On October 5, 2009, the Company completed the public offering of 4,025,000 shares of its common stock at $29.75 per share. Net proceeds to the Operating Partnership after deducting underwriting discounts and commissions and estimated offering expenses were approximately $114.0 million. The Operating Partnership used the net proceeds from the offering to repay $100 million of the Operating Partnership’s unsecured term note due June 2012 and to terminate two interest rate swaps relating to the debt repaid at a cost of $8.4 million. The Operating Partnership used the remaining proceeds along with operating cash flows to payoff a maturing mortgage in December 2009 of $26.1 million.
We believe that the steps the Operating Partnership has taken, including but not limited to the equity raised from our common stock offering of approximately $114.0 million, the pay down of $100 million of our term notes, and the reduction in the quarterly distribution, will be adequate to avoid future covenant violations under the current terms of our line of credit and term note agreements.
Our ability to retain cash flow is limited because we operate as a REIT. In order to maintain our REIT status, a substantial portion of our operating cash flow must be used to pay distributions to our shareholders. We believe that our internally generated net cash provided by operating activities and our availability on our line of credit will be sufficient to fund ongoing operations, capital improvements, distributions and debt service requirements through June 2011, at which time our revolving line of credit matures. Future draws on our line of credit may be limited due to covenant restrictions.

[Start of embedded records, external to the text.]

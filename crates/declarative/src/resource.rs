//! Resource trait for declarative state management
//!
//! A Resource is something that is either present or absent, and can be
//! changed to reach a desired state. State is read from a snapshot taken
//! before the pass; `apply` is the only place that may change it.

use crate::context::ApplyContext;
use crate::types::{ApplyResult, ResourceState};
use anyhow::Result;
use std::fmt;

/// Core trait for declarative resources
///
/// # Example
///
/// ```ignore
/// use declarative::{ApplyContext, ApplyResult, Resource, ResourceState};
///
/// #[derive(Debug)]
/// struct Marker {
///     path: String,
///     exists: bool,
/// }
///
/// impl Resource for Marker {
///     fn id(&self) -> String {
///         self.path.clone()
///     }
///
///     fn description(&self) -> String {
///         format!("Marker file at {}", self.path)
///     }
///
///     fn resource_type(&self) -> &'static str {
///         "marker"
///     }
///
///     fn current_state(&self) -> Result<ResourceState> {
///         Ok(if self.exists { ResourceState::Present } else { ResourceState::Absent })
///     }
///
///     fn desired_state(&self) -> ResourceState {
///         ResourceState::Present
///     }
///
///     fn apply(&mut self, ctx: &ApplyContext) -> Result<ApplyResult> {
///         if ctx.dry_run {
///             return Ok(ApplyResult::Skipped { reason: "Dry run".into() });
///         }
///         std::fs::write(&self.path, "")?;
///         self.exists = true;
///         Ok(ApplyResult::Created)
///     }
/// }
/// ```
pub trait Resource: fmt::Debug {
    /// Unique identifier for this resource
    ///
    /// Stable across passes, e.g. `orders@/prod` for a queue.
    fn id(&self) -> String;

    /// Human-readable description of what this resource does
    fn description(&self) -> String;

    /// Resource type category, used for grouping and filtering
    fn resource_type(&self) -> &'static str;

    /// Current state of this resource
    fn current_state(&self) -> Result<ResourceState>;

    /// Desired state for this resource
    fn desired_state(&self) -> ResourceState;

    /// Differences that exist but are not converged by `apply`
    fn notes(&self) -> Vec<String> {
        Vec::new()
    }

    /// Check if the resource needs changes to reach desired state
    fn needs_apply(&self) -> Result<bool> {
        Ok(self.current_state()? != self.desired_state())
    }

    /// Apply changes to reach the desired state
    ///
    /// This method should:
    /// 1. Check if already in desired state (return NoChange)
    /// 2. Respect ctx.dry_run (return Skipped if true)
    /// 3. Make the necessary changes
    /// 4. Update its own current state only after success
    fn apply(&mut self, ctx: &ApplyContext) -> Result<ApplyResult>;
}

/// A boxed resource for type-erased storage
pub type BoxedResource = Box<dyn Resource>;
//! Transition engine: declares and deletes queues with `rabbitmqadmin`.
//!
//! Each binding is either `absent` or `present`. A transition is issued
//! only when that disagrees with the desired state, and the binding's
//! existence is written only after the command succeeds. A failed command
//! leaves it untouched so the next pass retries the same transition.

use crate::arguments::encode_arguments;
use crate::backend::CommandInvoker;
use crate::error::Result;
use crate::matcher::QueueBinding;
use crate::types::{AdminSettings, Existence, ToolPaths};
use std::fmt;
use std::sync::Arc;

/// Outcome of converging one binding.
#[derive(Debug, Clone, Copy, PartialEq, Eq)]
pub enum Transition {
    /// `absent -> present`
    Created,
    /// `present -> absent`
    Destroyed,
    /// Already in the desired state
    NoOp,
}

impl fmt::Display for Transition {
    fn fmt(&self, f: &mut fmt::Formatter<'_>) -> fmt::Result {
        match self {
            Transition::Created => write!(f, "create"),
            Transition::Destroyed => write!(f, "destroy"),
            Transition::NoOp => write!(f, "no-op"),
        }
    }
}

/// Decide which transition a binding needs, without running anything.
pub fn plan(binding: &QueueBinding) -> Transition {
    match (binding.existence, binding.desired.ensure.existence()) {
        (Existence::Absent, Existence::Present) => Transition::Created,
        (Existence::Present, Existence::Absent) => Transition::Destroyed,
        _ => Transition::NoOp,
    }
}

/// Issues create/destroy commands for bindings.
#[derive(Clone)]
pub struct TransitionEngine {
    invoker: Arc<dyn CommandInvoker>,
    tools: ToolPaths,
    admin: AdminSettings,
}

impl TransitionEngine {
    pub fn new(invoker: Arc<dyn CommandInvoker>, tools: ToolPaths, admin: AdminSettings) -> Self {
        Self {
            invoker,
            tools,
            admin,
        }
    }

    /// Bring a binding to its desired existence.
    pub fn converge(&self, binding: &mut QueueBinding) -> Result<Transition> {
        let transition = plan(binding);
        match transition {
            Transition::Created => {
                self.create(binding)?;
                binding.existence = Existence::Present;
            }
            Transition::Destroyed => {
                self.destroy(binding)?;
                binding.existence = Existence::Absent;
            }
            Transition::NoOp => {}
        }
        Ok(transition)
    }

    /// Declare the queue.
    pub fn create(&self, binding: &QueueBinding) -> Result<()> {
        let desired = &binding.desired;
        let arguments = encode_arguments(&desired.arguments_or_default())?;

        let mut args = self.admin_args("declare", binding);
        args.extend([
            format!("name={}", binding.id.name),
            format!("durable={}", desired.durable),
            format!("auto_delete={}", desired.auto_delete),
            format!("arguments={arguments}"),
        ]);

        log::info!("declaring queue {}", binding.id);
        self.invoker.run(&self.tools.rabbitmqadmin, &args)?;
        Ok(())
    }

    /// Delete the queue.
    pub fn destroy(&self, binding: &QueueBinding) -> Result<()> {
        let mut args = self.admin_args("delete", binding);
        args.push(format!("name={}", binding.id.name));

        log::info!("deleting queue {}", binding.id);
        self.invoker.run(&self.tools.rabbitmqadmin, &args)?;
        Ok(())
    }

    /// `<verb> queue --vhost=.. --user=.. --password=.. -c <config>`
    fn admin_args(&self, verb: &str, binding: &QueueBinding) -> Vec<String> {
        let user = binding.desired.user.as_deref().unwrap_or(&self.admin.user);
        let password = binding
            .desired
            .password
            .as_deref()
            .unwrap_or(&self.admin.password);

        vec![
            verb.to_string(),
            "queue".to_string(),
            format!("--vhost={}", binding.id.vhost),
            format!("--user={user}"),
            format!("--password={password}"),
            "-c".to_string(),
            self.admin.config_file.clone(),
        ]
    }
}

impl fmt::Debug for TransitionEngine {
    fn fmt(&self, f: &mut fmt::Formatter<'_>) -> fmt::Result {
        f.debug_struct("TransitionEngine")
            .field("tools", &self.tools)
            .field("config_file", &self.admin.config_file)
            .finish_non_exhaustive()
    }
}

Cash flows from operating activities were $13.9 million and $14.5 million for the three months ended March 31, 2010 and 2009, respectively. The decrease in operating cash flows from 2009 to 2010 was primarily due to an increase in prepaid expenses relating to our property insurance which was partially offset by a smaller decrease in accounts payable.
Cash used in investing activities was $2.5 million and $6.7 million for the three months ended March 31, 2010 and 2009 respectively. The decrease in cash used from 2009 to 2010 period was due to reduced capital improvement activity in the first quarter of 2010 as compared to the same period in 2009.
Cash used in financing activities was $14.7 million and $4.9 for the three months ended March 31, 2010 and 2009 respectively. In 2009, we used our borrowings under our line of credit to fund the capital improvement activity. In 2010, operating cash flows were used to fund capital improvements.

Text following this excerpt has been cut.